Source material Block Start
impl<'m> QuerySet<'m> {
    pub fn new(model: &'m Model) -> Self {
        QuerySet {
            model,
            sections: Vec::new(),
            args: NamedArgs::new(),
            array_columns: model.array_columns.clone(),
            order_by: Vec::new(),
            limit: None,
            offset: None,
            joins: Vec::new(),
            include: Vec::new(),
            exclude: Vec::new(),
        }
    }

    pub fn model(&self) -> &'m Model {
        self.model
    }

    /// AND-combined group of `key__hint=:arg` filters.
    ///
    /// Keys may end in an operator hint (`__ne`, `__in`, `__gte`, `__ilike`,
    /// `__null`, ...) and a combinator hint (`__or`, `__and`) overriding how
    /// the predicate joins the previous one.
    pub fn filter<I, S>(self, queries: I) -> Result<Self, QueryError>
    where
        I: IntoIterator<Item = S>,
        S: AsRef<str>,
    {
        self.push_filter(queries, false, false)
    }

    /// Like [`QuerySet::filter`], but OR-combined with the previous group.
    pub fn filter_or<I, S>(self, queries: I) -> Result<Self, QueryError>
    where
        I: IntoIterator<Item = S>,
        S: AsRef<str>,
    {
        self.push_filter(queries, true, false)
    }

    /// Like [`QuerySet::filter`], with OR between the group's predicates.
    pub fn filter_inner_or<I, S>(self, queries: I) -> Result<Self, QueryError>
    where
        I: IntoIterator<Item = S>,
        S: AsRef<str>,
    {
        self.push_filter(queries, false, true)
    }

    pub fn filter_or_inner_or<I, S>(self, queries: I) -> Result<Self, QueryError>
    where
        I: IntoIterator<Item = S>,
        S: AsRef<str>,
    {
        self.push_filter(queries, true, true)
    }

    fn push_filter<I, S>(mut self, queries: I, or: bool, inner_or: bool) -> Result<Self, QueryError>
    where
        I: IntoIterator<Item = S>,
        S: AsRef<str>,
    {
        let group = FilterGroup::parse(queries, or, inner_or)?;
        match self.sections.last_mut() {
            Some(section) if !section.compiled => section.groups.push(group),
            _ => self.sections.push(Section {
                groups: vec![group],
                compiled: false,
            }),
        }
        Ok(self)
    }

    /// Merge named arguments; later values replace earlier ones.
    pub fn args(mut self, args: NamedArgs) -> Self {
        self.args.extend(args);
        self
    }

    pub fn arg(mut self, name: impl Into<String>, arg: impl Into<Argument>) -> Self {
        self.args.set(name, arg);
        self
    }

    /// Compile an AIP-160 filter and AND it onto the query.
    ///
    /// Fields marked as arrays in `options` become array columns, so `:`
    /// renders as `$n = ANY(column)`.
    pub fn aip160(mut self, filter: &str, options: &FilterOptions) -> Result<Self, QueryError> {
        let compiled = compiler::compile(filter, options)?;
        for column in options.array_columns() {
            if !self.array_columns.contains(&column) {
                self.array_columns.push(column);
            }
        }
        if compiled.is_empty() {
            return Ok(self);
        }

        let mut groups = compiled.groups;
        let mut renames = HashMap::new();
        for (name, arg) in compiled.args.iter() {
            let mut unique = name.to_string();
            let mut n = 1;
            while self.args.contains(&unique) {
                unique = format!("{}{}", name, n);
                n += 1;
            }
            if unique != name {
                renames.insert(name.to_string(), unique.clone());
            }
            self.args.set(unique, arg.clone());
        }
        rename_placeholders(&mut groups, &renames);
        if let Some(first) = groups.first_mut() {
            first.or = false;
        }
        self.sections.push(Section {
            groups,
            compiled: true,
        });
        Ok(self)
    }

    /// Append ordering terms; `-column` sorts descending.
    pub fn order_by<I, S>(mut self, terms: I) -> Self
    where
        I: IntoIterator<Item = S>,
        S: Into<String>,
    {
        self.order_by.extend(terms.into_iter().map(Into::into));
        self
    }

    pub fn reset_order_by(mut self) -> Self {
        self.order_by.clear();
        self
    }

    pub fn limit(mut self, limit: u64) -> Self {
        self.limit = Some(limit);
        self
    }

    pub fn offset(mut self, offset: u64) -> Self {
        self.offset = Some(offset);
        self
    }

    /// Select only these columns.
    pub fn include<I, S>(mut self, columns: I) -> Self
    where
        I: IntoIterator<Item = S>,
        S: Into<String>,
    {
        self.include.extend(columns.into_iter().map(Into::into));
        self
    }

    /// Leave these columns out of the select list.
    pub fn exclude<I, S>(mut self, columns: I) -> Self
    where
        I: IntoIterator<Item = S>,
        S: Into<String>,
    {
        self.exclude.extend(columns.into_iter().map(Into::into));
        self
    }

    pub fn inner_join(self, first: &Model, second: &Model, first_key: &str, second_key: &str) -> Self {
        self.join(JoinKind::Inner, first, second, first_key, second_key)
    }

    pub fn left_join(self, first: &Model, second: &Model, first_key: &str, second_key: &str) -> Self {
        self.join(JoinKind::Left, first, second, first_key, second_key)
    }

    pub fn right_join(self, first: &Model, second: &Model, first_key: &str, second_key: &str) -> Self {
        self.join(JoinKind::Right, first, second, first_key, second_key)
    }

    pub fn full_join(self, first: &Model, second: &Model, first_key: &str, second_key: &str) -> Self {
        self.join(JoinKind::Full, first, second, first_key, second_key)
    }

    /// `<kind> "second.table" "second.name" ON "first.name"."first_key" = "second.name"."second_key"`
    pub fn join(
        mut self,
        kind: JoinKind,
        first: &Model,
        second: &Model,
        first_key: &str,
        second_key: &str,
    ) -> Self {
        self.joins.push(Join {
            kind,
            first_model: first.name.clone(),
            first_key: first_key.to_string(),
            second_table: second.table.clone(),
            second_model: second.name.clone(),
            second_key: second_key.to_string(),
        });
        self
    }

    pub fn has_filters(&self) -> bool {
        self.sections
            .iter()
            .any(|s| s.groups.iter().any(|g| !g.is_empty()))
    }

    fn selected_columns(&self) -> impl Iterator<Item = &String> {
        self.model.columns.iter().filter(move |c| {
            (self.include.is_empty() || self.include.contains(*c)) && !self.exclude.contains(*c)
        })
    }

    fn select_list(&self, qualified: bool) -> String {
        self.selected_columns()
            .map(|c| {
                if qualified {
                    format!("{}.{}", quote_ident(&self.model.name), quote_ident(c))
                } else {
                    quote_ident(c)
                }
            })
            .collect::<Vec<_>>()
            .join(", ")
    }

    fn from_clause(&self) -> String {
        let mut sql = format!(
            "FROM {} {}",
            quote_ident(&self.model.table),
            quote_ident(&self.model.name)
        );
        for join in &self.joins {
            sql.push(' ');
            sql.push_str(&join.sql());
        }
        sql
    }

    fn renderer(&self) -> Renderer {
        Renderer::new(&self.model.name).array_columns(self.array_columns.iter().cloned())
    }

    fn effective_order_by(&self) -> Vec<String> {
        if self.order_by.is_empty() {
            self.model.default_order_by.iter().cloned().collect()
        } else {
            self.order_by.clone()
        }
    }

    fn select(&self, limit: Option<u64>) -> Result<SqlFragment, QueryError> {
        let renderer = self
            .renderer()
            .order_by(self.effective_order_by())
            .limit(limit)
            .offset(self.offset);
        let tail = renderer.render(&self.sections, &self.args)?;
        let sql = format!("SELECT {} {}{}", self.select_list(true), self.from_clause(), tail.sql);
        debug!(query = %sql, args = tail.args.len(), "select query");
        Ok(SqlFragment {
            sql,
            args: tail.args,
        })
    }

    /// SELECT with filters, ordering, LIMIT and OFFSET.
    pub fn all_query(&self) -> Result<SqlFragment, QueryError> {
        self.select(self.limit)
    }

    /// SELECT of at most one row; any LIMIT set on the query is ignored.
    pub fn get_query(&self) -> Result<SqlFragment, QueryError> {
        self.select(Some(1))
    }

    /// `SELECT COUNT(*)` with filters but no ordering or paging.
    pub fn count_query(&self) -> Result<SqlFragment, QueryError> {
        let tail = self.renderer().render(&self.sections, &self.args)?;
        let sql = format!("SELECT COUNT(*) {}{}", self.from_clause(), tail.sql);
        debug!(query = %sql, args = tail.args.len(), "count query");
        Ok(SqlFragment {
            sql,
            args: tail.args,
        })
    }

    /// DELETE of every row matching the filters; refuses to run unfiltered.
    pub fn delete_query(&self) -> Result<SqlFragment, QueryError> {
        if !self.has_filters() {
            return Err(QueryError::NoFilter);
        }
        let tail = Renderer::unqualified()
            .array_columns(self.array_columns.iter().cloned())
            .render(&self.sections, &self.args)?;
        let sql = format!("DELETE FROM {}{}", quote_ident(&self.model.table), tail.sql);
        debug!(query = %sql, args = tail.args.len(), "delete query");
        Ok(SqlFragment {
            sql,
            args: tail.args,
        })
    }

    /// UPDATE of the filtered rows; SET placeholders follow the filter's.
    pub fn update_query(&self, values: &[(&str, Value)]) -> Result<SqlFragment, QueryError> {
        if values.is_empty() {
            return Err(QueryError::NoValues);
        }
        self.check_columns(values)?;
        if !self.has_filters() {
            return Err(QueryError::NoFilter);
        }

        let tail = Renderer::unqualified()
            .array_columns(self.array_columns.iter().cloned())
            .render(&self.sections, &self.args)?;
        let mut args = tail.args;
        let assignments = values
            .iter()
            .map(|(column, value)| {
                args.push(value.clone());
                format!("{} = ${}", quote_ident(column), args.len())
            })
            .collect::<Vec<_>>()
            .join(", ");

        let sql = format!(
            "UPDATE {} SET {}{} RETURNING {}",
            quote_ident(&self.model.table),
            assignments,
            tail.sql,
            self.select_list(false)
        );
        debug!(query = %sql, args = args.len(), "update query");
        Ok(SqlFragment { sql, args })
    }

    /// INSERT of one row, returning the selected columns.
    pub fn create_query(&self, values: &[(&str, Value)]) -> Result<SqlFragment, QueryError> {
        if values.is_empty() {
            return Err(QueryError::NoValues);
        }
        self.check_columns(values)?;

        let columns = values
            .iter()
            .map(|(column, _)| quote_ident(column))
            .collect::<Vec<_>>()
            .join(", ");
        let placeholders = (1..=values.len())
            .map(|i| format!("${}", i))
            .collect::<Vec<_>>()
            .join(", ");

        let sql = format!(
            "INSERT INTO {} ({}) VALUES ({}) RETURNING {}",
            quote_ident(&self.model.table),
            columns,
            placeholders,
            self.select_list(false)
        );
        debug!(query = %sql, args = values.len(), "create query");
        Ok(SqlFragment {
            sql,
            args: values.iter().map(|(_, v)| v.clone()).collect(),
        })
    }

    /// This query as an `IN (...)` operand for another query.
    pub fn sub_query(&self) -> Result<SubQuery, QueryError> {
        let fragment = self.all_query()?;
        Ok(SubQuery {
            sql: fragment.sql,
            args: fragment.args,
        })
    }

    fn check_columns(&self, values: &[(&str, Value)]) -> Result<(), QueryError> {
        match values.iter().find(|(c, _)| !self.model.has_column(c)) {
            Some((column, _)) => Err(QueryError::UnknownColumn(column.to_string())),
            None => Ok(()),
        }
    }
}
Source material Block End
(Try it) Restate the entries above word for word, beginning with their first line and ending with the line holding "fn push_filter<I, S>(mut"; omit everything else.

(Answer area)
impl<'m> QuerySet<'m> {
    pub fn new(model: &'m Model) -> Self {
        QuerySet {
            model,
            sections: Vec::new(),
            args: NamedArgs::new(),
            array_columns: model.array_columns.clone(),
            order_by: Vec::new(),
            limit: None,
            offset: None,
            joins: Vec::new(),
            include: Vec::new(),
            exclude: Vec::new(),
        }
    }

    pub fn model(&self) -> &'m Model {
        self.model
    }

    /// AND-combined group of `key__hint=:arg` filters.
    ///
    /// Keys may end in an operator hint (`__ne`, `__in`, `__gte`, `__ilike`,
    /// `__null`, ...) and a combinator hint (`__or`, `__and`) overriding how
    /// the predicate joins the previous one.
    pub fn filter<I, S>(self, queries: I) -> Result<Self, QueryError>
    where
        I: IntoIterator<Item = S>,
        S: AsRef<str>,
    {
        self.push_filter(queries, false, false)
    }

    /// Like [`QuerySet::filter`], but OR-combined with the previous group.
    pub fn filter_or<I, S>(self, queries: I) -> Result<Self, QueryError>
    where
        I: IntoIterator<Item = S>,
        S: AsRef<str>,
    {
        self.push_filter(queries, true, false)
    }

    /// Like [`QuerySet::filter`], with OR between the group's predicates.
    pub fn filter_inner_or<I, S>(self, queries: I) -> Result<Self, QueryError>
    where
        I: IntoIterator<Item = S>,
        S: AsRef<str>,
    {
        self.push_filter(queries, false, true)
    }

    pub fn filter_or_inner_or<I, S>(self, queries: I) -> Result<Self, QueryError>
    where
        I: IntoIterator<Item = S>,
        S: AsRef<str>,
    {
        self.push_filter(queries, true, true)
    }

    fn push_filter<I, S>(mut self, queries: I, or: bool, inner_or: bool) -> Result<Self, QueryError>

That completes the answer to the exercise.